De plus en plus, c’est en ligne, et de façon virtuelle, que s’exprime la générosité. En témoignent par exemple l’émergence des sites de «crowdfunding» (financement participatif de projets) ou d’un site comme Zegive, qui permet d’arrondir à l’euro supérieur le prix d’un achat en ligne. Autant d’initiatives qui cherchent à toucher un public qui n’a pas forcément l’habitude de donner.

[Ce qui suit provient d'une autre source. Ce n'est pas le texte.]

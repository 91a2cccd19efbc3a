//! L5: the exchange engine. A [`Handle`] wraps a transport and correlates
//! commands with their responses, negotiating a protocol version per
//! connection.

use std::io::{Read, Write};
use std::sync::atomic::{AtomicU16, Ordering};

use crate::codec::{Command, CommandId, Header, Message, MsgType, Response, ResponseId};
use crate::constants::CURRENT_VERSION;
use crate::domain::phase::PhaseTable;
use crate::domain::pulse::{Pulse, PulseSequence};
use crate::domain::sysid::SysId;
use crate::domain::sysstat::SysStat;
use crate::domain::trigger::TriggerParams;
use crate::error::{ArcpError, Result};
use crate::framing::{read_frame, write_arcp_frame, Frame, FrameMode};

// Global across every handle in the process: exchange IDs only need to be
// unique per connection in practice, but a shared counter is simpler and
// costs nothing.
static EXCHANGE_ID: AtomicU16 = AtomicU16::new(0);

fn next_exchange_id() -> u16 {
    EXCHANGE_ID.fetch_add(1, Ordering::Relaxed)
}

/// Outcome of a [`Handle::get_sysid`]/[`Handle::get_sysstat`] exchange.
///
/// The matching data response, a NAK, or an UNK are all accepted responses
/// to a system-info request, the same whitelist `arcp_do_get_sys_info`
/// applies (`expected_resp_id | NAK | UNK`). Only an ID outside that
/// whitelist is an [`ArcpError::BadResponse`].
#[derive(Clone, Copy, Debug, Eq, PartialEq)]
pub enum SysInfo<T> {
    /// The requested record.
    Data(T),
    /// The peer rejected the request.
    Nak {
        /// Peer-supplied info code.
        info_code: i16,
    },
    /// The peer didn't recognize the request.
    Unk {
        /// Peer-supplied info code.
        info_code: i16,
    },
}

/// A correlated ARCP connection over any `Read + Write` transport (a TCP
/// stream, a mock duplex pipe in tests, or a serial port).
///
/// A `Handle` allows one outstanding exchange at a time; it is not `Sync`
/// across concurrent use from multiple threads against the same connection.
pub struct Handle<S> {
    stream: S,
    protocol_version: u16,
}

impl<S: Read + Write> Handle<S> {
    /// Wraps `stream` in a new handle, assuming the highest protocol
    /// version this library speaks until a peer's response clamps it down.
    pub fn new(stream: S) -> Self {
        Self {
            stream,
            protocol_version: CURRENT_VERSION,
        }
    }

    /// The protocol version currently negotiated for this connection.
    pub fn protocol_version(&self) -> u16 {
        self.protocol_version
    }

    /// Access to the underlying transport.
    pub fn get_ref(&self) -> &S {
        &self.stream
    }

    /// Mutable access to the underlying transport.
    pub fn get_mut(&mut self) -> &mut S {
        &mut self.stream
    }

    fn write_message(&mut self, msg: &Message) -> Result<()> {
        let body = msg.encode()?;
        let wire_len = msg.wire_len()?;
        log::trace!(
            "writing {:?} message, exchange_id={}",
            msg.header().msg_type,
            msg.header().exchange_id
        );
        write_arcp_frame(&mut self.stream, &body, wire_len)
    }

    fn read_message(&mut self) -> Result<Message> {
        match read_frame(&mut self.stream, FrameMode::Arcp)? {
            Frame::Arcp(body) => Message::decode(&body),
            Frame::Ascii(line) => Err(ArcpError::BadMsg(format!(
                "expected an ARCP frame, got an ASCII line ({:?})",
                line
            ))),
        }
    }

    /// Sends `command` and waits for the correlated response, clamping this
    /// connection's negotiated protocol version downward if the peer
    /// reports an older one.
    fn exchange(&mut self, command: Command) -> Result<Response> {
        let exchange_id = next_exchange_id();
        let cmd_header = Header {
            exchange_id,
            msg_type: MsgType::Command,
            protocol_version: self.protocol_version,
        };
        self.write_message(&Message::Command(cmd_header, command))?;

        let msg = self.read_message()?;
        let (resp_header, response) = match msg {
            Message::Response(h, r) => (h, r),
            Message::Command(..) => return Err(ArcpError::NotResp),
        };

        if resp_header.exchange_id != exchange_id {
            return Err(ArcpError::Sequence {
                expected: exchange_id,
                got: resp_header.exchange_id,
            });
        }
        if cmd_header.protocol_version < resp_header.protocol_version {
            return Err(ArcpError::BadProtoVer {
                command: cmd_header.protocol_version,
                response: resp_header.protocol_version,
            });
        }
        // Never ratchet the version up: only ever settle on the lower of
        // what we asked for and what the peer actually speaks.
        if resp_header.protocol_version < self.protocol_version {
            self.protocol_version = resp_header.protocol_version;
        }
        log::debug!(
            "exchange {} complete: {:?}",
            exchange_id,
            response.id()
        );
        Ok(response)
    }

    /// Resets the module. Valid responses: ACK, NAK.
    pub fn reset(&mut self) -> Result<Response> {
        let resp = self.exchange(Command::Reset)?;
        match resp.id() {
            ResponseId::Ack | ResponseId::Nak => Ok(resp),
            _ => Err(bad_response(CommandId::Reset, &resp)),
        }
    }

    /// Checks the module is alive. The only valid response is ACK.
    pub fn ping(&mut self) -> Result<Response> {
        let resp = self.exchange(Command::Ping)?;
        match resp.id() {
            ResponseId::Ack => Ok(resp),
            _ => Err(bad_response(CommandId::Ping, &resp)),
        }
    }

    /// Requests the module's system identification record. A NAK or UNK is
    /// a legitimate protocol outcome, not a [`BadResponse`](ArcpError::BadResponse)
    /// error, so it is returned as [`SysInfo::Nak`]/[`SysInfo::Unk`] rather
    /// than an `Err`.
    pub fn get_sysid(&mut self) -> Result<SysInfo<SysId>> {
        let resp = self.exchange(Command::GetSysId)?;
        match resp {
            Response::SysId { sysid, .. } => Ok(SysInfo::Data(sysid)),
            Response::Nak { info_code } => Ok(SysInfo::Nak { info_code }),
            Response::Unk { info_code } => Ok(SysInfo::Unk { info_code }),
            _ => Err(bad_response(CommandId::GetSysId, &resp)),
        }
    }

    /// Requests the module's system status record. A NAK or UNK is a
    /// legitimate protocol outcome, not a [`BadResponse`](ArcpError::BadResponse)
    /// error, so it is returned as [`SysInfo::Nak`]/[`SysInfo::Unk`] rather
    /// than an `Err`.
    pub fn get_sysstat(&mut self) -> Result<SysInfo<SysStat>> {
        let resp = self.exchange(Command::GetSysStat)?;
        match resp {
            Response::SysStat { sysstat, .. } => Ok(SysInfo::Data(sysstat)),
            Response::Nak { info_code } => Ok(SysInfo::Nak { info_code }),
            Response::Unk { info_code } => Ok(SysInfo::Unk { info_code }),
            _ => Err(bad_response(CommandId::GetSysStat, &resp)),
        }
    }

    /// Enables or disables the module.
    pub fn set_module_enable(&mut self, enable: bool) -> Result<Response> {
        let resp = self.exchange(Command::SetModuleEnable { enable })?;
        match resp.id() {
            ResponseId::Ack | ResponseId::Nak | ResponseId::Unk => Ok(resp),
            _ => Err(bad_response(CommandId::SetModuleEnable, &resp)),
        }
    }

    /// Programs a pulse-parameter table slot.
    pub fn set_pulse_param(&mut self, pulse_map_index: u8, pulse: Pulse) -> Result<Response> {
        let resp = self.exchange(Command::SetPulseParam {
            pulse_map_index,
            pulse,
        })?;
        validate_nak_or(resp, CommandId::SetPulseParam, &[ResponseId::Ack, ResponseId::Unk])
    }

    /// Programs the module's pulse sequence.
    pub fn set_pulse_seq(&mut self, seq: PulseSequence) -> Result<Response> {
        let resp = self.exchange(Command::SetPulseSeq { seq })?;
        validate_nak_or(resp, CommandId::SetPulseSeq, &[ResponseId::Ack, ResponseId::Unk])
    }

    /// Selects the active pulse-sequence index.
    pub fn set_pulse_seq_index(&mut self, seq_index: u16) -> Result<Response> {
        let resp = self.exchange(Command::SetPulseSeqIndex { seq_index })?;
        match resp.id() {
            ResponseId::Ack | ResponseId::Nak | ResponseId::Unk => Ok(resp),
            _ => Err(bad_response(CommandId::SetPulseSeqIndex, &resp)),
        }
    }

    /// Programs trigger parameters.
    pub fn set_trig_param(&mut self, trig: TriggerParams) -> Result<Response> {
        let resp = self.exchange(Command::SetTrigParam { trig })?;
        validate_nak_or(resp, CommandId::SetTrigParam, &[ResponseId::Ack, ResponseId::Unk])
    }

    /// Enables or disables user control of the module.
    pub fn set_usrctl_enable(&mut self, enable: bool) -> Result<Response> {
        let resp = self.exchange(Command::SetUsrCtlEnable { enable })?;
        match resp.id() {
            ResponseId::Ack | ResponseId::Nak | ResponseId::Unk => Ok(resp),
            _ => Err(bad_response(CommandId::SetUsrCtlEnable, &resp)),
        }
    }

    /// Programs a beam-steering phase table. Only valid for protocol
    /// version 1.1 and later; on an older negotiated connection this
    /// returns a synthetic UNK response without touching the wire, exactly
    /// as an old slave would respond to an unrecognized command.
    pub fn set_phase(&mut self, phase_slot: u16, phases: PhaseTable) -> Result<Response> {
        if self.protocol_version < crate::constants::VERSION_1_1 {
            return Ok(Response::Unk { info_code: 0 });
        }
        let resp = self.exchange(Command::SetPhase {
            phase_slot,
            phases,
        })?;
        validate_nak_or(resp, CommandId::SetPhase, &[ResponseId::Ack, ResponseId::Unk])
    }

    /// Reads the next command addressed to this handle, for slave-side use.
    pub fn read_command(&mut self) -> Result<(Header, Command)> {
        match self.read_message()? {
            Message::Command(header, command) => Ok((header, command)),
            Message::Response(..) => Err(ArcpError::NotCmd),
        }
    }

    fn send_response(&mut self, cmd_header: &Header, response: Response) -> Result<()> {
        if cmd_header.msg_type != MsgType::Command {
            return Err(ArcpError::Internal(
                "send_response called with a response header",
            ));
        }
        // A slave backs its negotiated version down to match an older
        // master, the same rule `exchange` applies on the master side.
        if cmd_header.protocol_version < self.protocol_version {
            self.protocol_version = cmd_header.protocol_version;
        }
        let resp_header = Header {
            exchange_id: cmd_header.exchange_id,
            msg_type: MsgType::Response,
            protocol_version: self.protocol_version,
        };
        self.write_message(&Message::Response(resp_header, response))
    }

    /// Slave-side: acknowledges `cmd_header`.
    pub fn send_ack(&mut self, cmd_header: &Header) -> Result<()> {
        self.send_response(cmd_header, Response::Ack { info_code: 0 })
    }

    /// Slave-side: rejects `cmd_header` with `info_code`.
    pub fn send_nak(&mut self, cmd_header: &Header, info_code: i16) -> Result<()> {
        self.send_response(cmd_header, Response::Nak { info_code })
    }

    /// Slave-side: reports that `cmd_header`'s command wasn't recognized.
    pub fn send_unk(&mut self, cmd_header: &Header) -> Result<()> {
        self.send_response(cmd_header, Response::Unk { info_code: 0 })
    }

    /// Slave-side: answers a `GET_SYSID` command.
    pub fn send_sysid(&mut self, cmd_header: &Header, sysid: SysId) -> Result<()> {
        self.send_response(
            cmd_header,
            Response::SysId {
                info_code: 0,
                sysid,
            },
        )
    }

    /// Slave-side: answers a `GET_SYSSTAT` command.
    pub fn send_sysstat(&mut self, cmd_header: &Header, sysstat: SysStat) -> Result<()> {
        self.send_response(
            cmd_header,
            Response::SysStat {
                info_code: 0,
                sysstat,
            },
        )
    }
}

fn bad_response(command: CommandId, response: &Response) -> ArcpError {
    ArcpError::BadResponse {
        command: command.to_wire(),
        response: response.id().to_wire(),
    }
}

/// Common validation for "set parameter" style commands: a NAK whose
/// `info_code` falls in the protocol-error range (below `ARCP_RESP`, i.e.
/// more negative than -2) is surfaced as the corresponding error rather
/// than a plain `Response::Nak`. Otherwise the response must be ACK or one
/// of `extra_ok`.
fn validate_nak_or(
    resp: Response,
    command: CommandId,
    extra_ok: &[ResponseId],
) -> Result<Response> {
    if let Response::Nak { info_code } = resp {
        if info_code <= -3 {
            return Err(nak_override_error(info_code));
        }
        return Ok(Response::Nak { info_code });
    }
    if resp.id() == ResponseId::Ack || extra_ok.contains(&resp.id()) {
        return Ok(resp);
    }
    Err(bad_response(command, &resp))
}

/// Maps an `info_code` in the protocol-error range to the error it stands
/// for. Codes outside the recognized range are preserved as
/// `UnknownResp` rather than silently coerced.
fn nak_override_error(info_code: i16) -> ArcpError {
    match info_code {
        -128 => ArcpError::Internal("peer reported an internal error"),
        -127 => ArcpError::Local("peer reported a local resource error"),
        -126 => ArcpError::Sequence {
            expected: 0,
            got: 0,
        },
        -125 => ArcpError::BadMsg("peer reported a malformed message".into()),
        -124 => ArcpError::BadProtoVer {
            command: 0,
            response: 0,
        },
        -123 => ArcpError::BadResponse {
            command: 0,
            response: 0,
        },
        -122 => ArcpError::ConnTimeout,
        -121 => ArcpError::ConnDropped,
        -120 => ArcpError::UnknownResp(info_code),
        -119 => ArcpError::NotResp,
        other => ArcpError::UnknownResp(other),
    }
}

La spécificité de cestbonesprit.fr est aussi de favoriser des échanges plus personnels entre vendeurs et acheteurs qui agissent ensemble. « En plus d’un achat, d’un don, une rencontre vraiment conviviale!», témoigne Sandraj sur le site, après l’acquisition d’une tunique de marque Maje. Que trouve-t-on en ligne? Vêtements, babioles, meubles, instruments de musique… à peu près la même chose que dans un vide-grenier classique, des objets d’occasion, parfois poussiéreux, parfois surévalués par leurs propriétaires, et parfois aussi des pépites à dénicher. Le site voit également passer des offres plus étonnantes, un bateau, un appartement à vendre ou même un chalet à louer à la montagne!
Communautés d’échangeReste désormais à étoffer le catalogue et le projet. En deux ans d’existence, le site a récolté 50'000 euros de dons, sur environ 5000 ventes, et ne permet pas encore aux fondateurs de s’autofinancer (une commission de 10% est retenue sur les bénéfices des vendeurs, hors dons). Mais Julien-Pierre Savin est optimiste. L’un de ses objectifs: développer, sur son site, des communautés d’échange plus ciblées. Un partenariat sera notamment lancé en novembre avec la ville de Sceaux (92). «Les transactions entre voisins sont plus faciles et nous pouvons nous appuyer sur un réseau d’associations locales très actives», souligne-t-il. Il met aussi en place des réseaux de petites annonces entre salariés d’entreprises. C’est déjà le cas à la MAIF, et bientôt dans une grande firme du CAC 40. Là encore, une façon de créer «du lien et du sens». Cerise sur le gâteau, ces dons donnent droit à une déduction d’impôts de 66 à 75%. Bref, un système gagnant gagnant, et bon esprit.